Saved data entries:
┏━━

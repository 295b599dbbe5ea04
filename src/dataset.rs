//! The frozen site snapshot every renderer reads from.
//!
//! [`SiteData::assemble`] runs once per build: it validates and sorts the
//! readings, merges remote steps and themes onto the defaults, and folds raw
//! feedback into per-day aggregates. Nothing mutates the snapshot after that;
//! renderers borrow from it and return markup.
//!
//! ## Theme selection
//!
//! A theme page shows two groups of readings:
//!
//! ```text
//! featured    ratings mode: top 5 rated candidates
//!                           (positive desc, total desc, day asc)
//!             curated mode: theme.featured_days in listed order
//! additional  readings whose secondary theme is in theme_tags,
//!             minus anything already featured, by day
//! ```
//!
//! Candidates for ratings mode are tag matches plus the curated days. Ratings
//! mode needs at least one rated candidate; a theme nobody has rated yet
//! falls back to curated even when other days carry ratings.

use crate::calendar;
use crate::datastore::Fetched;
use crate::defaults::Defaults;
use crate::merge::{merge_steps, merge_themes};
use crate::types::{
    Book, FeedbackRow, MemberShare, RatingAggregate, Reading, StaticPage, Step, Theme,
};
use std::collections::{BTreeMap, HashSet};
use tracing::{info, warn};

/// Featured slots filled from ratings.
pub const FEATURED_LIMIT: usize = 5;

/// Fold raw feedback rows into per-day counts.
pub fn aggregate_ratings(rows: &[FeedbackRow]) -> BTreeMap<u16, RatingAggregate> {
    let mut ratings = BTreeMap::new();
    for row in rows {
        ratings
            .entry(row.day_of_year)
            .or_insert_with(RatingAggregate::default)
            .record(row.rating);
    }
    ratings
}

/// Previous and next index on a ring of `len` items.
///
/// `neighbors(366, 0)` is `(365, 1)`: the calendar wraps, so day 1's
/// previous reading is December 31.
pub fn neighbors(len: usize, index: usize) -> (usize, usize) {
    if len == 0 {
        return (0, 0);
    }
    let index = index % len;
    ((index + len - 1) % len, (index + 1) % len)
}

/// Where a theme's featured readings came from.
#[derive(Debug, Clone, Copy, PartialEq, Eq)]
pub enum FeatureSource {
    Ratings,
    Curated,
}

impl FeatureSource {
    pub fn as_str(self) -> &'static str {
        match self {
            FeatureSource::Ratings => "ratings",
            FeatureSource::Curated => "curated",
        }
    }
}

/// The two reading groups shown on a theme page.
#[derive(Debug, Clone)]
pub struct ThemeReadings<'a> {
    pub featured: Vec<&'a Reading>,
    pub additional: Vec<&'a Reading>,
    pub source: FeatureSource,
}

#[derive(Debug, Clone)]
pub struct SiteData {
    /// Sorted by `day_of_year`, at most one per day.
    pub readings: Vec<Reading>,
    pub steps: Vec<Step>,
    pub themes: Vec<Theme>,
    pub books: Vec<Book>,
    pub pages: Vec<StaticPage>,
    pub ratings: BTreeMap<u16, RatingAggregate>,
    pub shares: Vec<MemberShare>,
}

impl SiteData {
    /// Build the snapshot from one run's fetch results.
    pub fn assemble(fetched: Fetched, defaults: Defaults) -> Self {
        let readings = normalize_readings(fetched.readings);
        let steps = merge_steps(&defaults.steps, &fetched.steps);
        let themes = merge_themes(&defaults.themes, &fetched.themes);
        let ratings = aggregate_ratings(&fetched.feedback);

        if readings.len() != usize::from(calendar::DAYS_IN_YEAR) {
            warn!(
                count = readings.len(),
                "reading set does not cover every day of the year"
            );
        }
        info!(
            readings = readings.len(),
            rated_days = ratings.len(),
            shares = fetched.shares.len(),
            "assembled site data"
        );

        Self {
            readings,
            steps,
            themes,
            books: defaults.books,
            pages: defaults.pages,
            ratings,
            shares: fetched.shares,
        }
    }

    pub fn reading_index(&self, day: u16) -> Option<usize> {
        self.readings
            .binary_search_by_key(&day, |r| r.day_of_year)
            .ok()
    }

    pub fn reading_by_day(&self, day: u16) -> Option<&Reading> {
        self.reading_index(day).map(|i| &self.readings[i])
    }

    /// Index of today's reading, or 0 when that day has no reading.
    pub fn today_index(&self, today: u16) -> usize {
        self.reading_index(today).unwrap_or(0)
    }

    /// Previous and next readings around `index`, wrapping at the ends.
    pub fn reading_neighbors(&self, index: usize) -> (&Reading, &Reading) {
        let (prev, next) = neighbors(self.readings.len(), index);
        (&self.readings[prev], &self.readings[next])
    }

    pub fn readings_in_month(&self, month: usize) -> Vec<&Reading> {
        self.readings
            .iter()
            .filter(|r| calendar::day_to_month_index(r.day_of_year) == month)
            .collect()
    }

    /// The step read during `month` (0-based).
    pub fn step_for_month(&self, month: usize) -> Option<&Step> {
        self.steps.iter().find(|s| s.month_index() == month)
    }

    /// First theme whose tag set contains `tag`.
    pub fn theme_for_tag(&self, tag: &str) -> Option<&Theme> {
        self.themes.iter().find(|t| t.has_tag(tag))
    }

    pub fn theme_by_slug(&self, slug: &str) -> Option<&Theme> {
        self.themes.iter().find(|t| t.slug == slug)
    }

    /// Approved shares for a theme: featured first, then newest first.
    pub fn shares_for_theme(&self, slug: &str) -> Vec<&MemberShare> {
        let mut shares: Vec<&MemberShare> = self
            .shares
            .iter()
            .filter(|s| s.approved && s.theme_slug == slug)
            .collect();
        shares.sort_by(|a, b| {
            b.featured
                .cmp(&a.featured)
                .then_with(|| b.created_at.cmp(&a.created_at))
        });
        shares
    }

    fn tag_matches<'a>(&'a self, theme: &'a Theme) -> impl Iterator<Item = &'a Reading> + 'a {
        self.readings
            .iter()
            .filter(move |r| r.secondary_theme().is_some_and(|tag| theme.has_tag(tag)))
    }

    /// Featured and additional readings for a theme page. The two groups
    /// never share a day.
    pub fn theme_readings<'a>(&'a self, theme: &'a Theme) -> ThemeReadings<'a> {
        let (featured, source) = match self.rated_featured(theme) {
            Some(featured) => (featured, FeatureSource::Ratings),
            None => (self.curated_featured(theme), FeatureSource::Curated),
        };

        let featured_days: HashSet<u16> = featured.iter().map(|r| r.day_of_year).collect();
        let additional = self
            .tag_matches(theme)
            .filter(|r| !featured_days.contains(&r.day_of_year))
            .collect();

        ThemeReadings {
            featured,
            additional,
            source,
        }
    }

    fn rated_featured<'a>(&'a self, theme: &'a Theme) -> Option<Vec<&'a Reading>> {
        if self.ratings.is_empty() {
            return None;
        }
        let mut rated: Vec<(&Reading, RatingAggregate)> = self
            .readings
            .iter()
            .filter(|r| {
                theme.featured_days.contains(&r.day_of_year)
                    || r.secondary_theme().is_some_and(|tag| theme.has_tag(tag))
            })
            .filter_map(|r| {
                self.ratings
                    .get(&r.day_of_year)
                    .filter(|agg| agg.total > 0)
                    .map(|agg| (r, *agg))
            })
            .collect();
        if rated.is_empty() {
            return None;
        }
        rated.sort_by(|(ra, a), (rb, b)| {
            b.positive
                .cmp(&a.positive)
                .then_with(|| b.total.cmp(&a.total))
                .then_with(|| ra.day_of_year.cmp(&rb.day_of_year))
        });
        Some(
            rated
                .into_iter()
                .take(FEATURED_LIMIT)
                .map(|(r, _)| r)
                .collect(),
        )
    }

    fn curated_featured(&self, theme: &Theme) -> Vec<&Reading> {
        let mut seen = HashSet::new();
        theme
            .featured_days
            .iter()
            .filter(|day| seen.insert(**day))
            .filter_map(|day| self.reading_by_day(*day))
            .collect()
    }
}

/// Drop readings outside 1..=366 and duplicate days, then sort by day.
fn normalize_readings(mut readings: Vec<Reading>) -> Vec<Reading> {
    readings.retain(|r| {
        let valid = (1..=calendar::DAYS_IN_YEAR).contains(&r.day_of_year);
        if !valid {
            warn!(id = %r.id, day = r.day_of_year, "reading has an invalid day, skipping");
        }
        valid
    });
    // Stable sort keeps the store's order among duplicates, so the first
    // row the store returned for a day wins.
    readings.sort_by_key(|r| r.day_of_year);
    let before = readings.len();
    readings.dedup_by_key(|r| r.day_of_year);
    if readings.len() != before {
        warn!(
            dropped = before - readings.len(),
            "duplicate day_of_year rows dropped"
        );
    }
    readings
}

┗━━
┏━━

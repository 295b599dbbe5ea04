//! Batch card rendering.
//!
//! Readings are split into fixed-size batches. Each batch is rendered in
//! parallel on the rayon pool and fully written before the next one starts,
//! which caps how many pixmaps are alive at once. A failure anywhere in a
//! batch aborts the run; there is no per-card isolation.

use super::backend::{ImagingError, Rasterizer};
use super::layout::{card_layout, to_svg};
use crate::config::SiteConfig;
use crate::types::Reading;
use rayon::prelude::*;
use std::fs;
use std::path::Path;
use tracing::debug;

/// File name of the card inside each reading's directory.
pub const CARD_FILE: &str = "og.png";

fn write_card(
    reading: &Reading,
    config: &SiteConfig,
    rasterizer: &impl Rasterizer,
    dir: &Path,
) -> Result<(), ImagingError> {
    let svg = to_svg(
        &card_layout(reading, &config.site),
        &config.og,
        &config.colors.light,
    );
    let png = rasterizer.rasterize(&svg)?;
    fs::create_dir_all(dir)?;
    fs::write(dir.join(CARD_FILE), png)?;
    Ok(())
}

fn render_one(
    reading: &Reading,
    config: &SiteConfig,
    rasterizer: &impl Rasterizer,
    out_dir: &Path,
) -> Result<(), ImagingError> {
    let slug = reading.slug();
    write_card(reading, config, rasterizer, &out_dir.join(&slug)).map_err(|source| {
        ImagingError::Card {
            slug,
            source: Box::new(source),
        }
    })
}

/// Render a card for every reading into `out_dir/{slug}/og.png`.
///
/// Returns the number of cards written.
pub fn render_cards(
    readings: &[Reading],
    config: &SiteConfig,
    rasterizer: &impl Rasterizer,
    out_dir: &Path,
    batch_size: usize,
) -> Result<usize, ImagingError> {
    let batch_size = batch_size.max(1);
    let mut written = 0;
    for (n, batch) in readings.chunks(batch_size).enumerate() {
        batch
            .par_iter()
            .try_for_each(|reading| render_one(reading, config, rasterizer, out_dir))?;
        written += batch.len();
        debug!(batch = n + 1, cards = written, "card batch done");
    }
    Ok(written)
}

┗━━

Pick out every line above that holds the word "snapshot" and copy it.

**RESULT BELOW**.
//! The frozen site snapshot every renderer reads from.
//! feedback into per-day aggregates. Nothing mutates the snapshot after that;
    /// Build the snapshot from one run's fetch results.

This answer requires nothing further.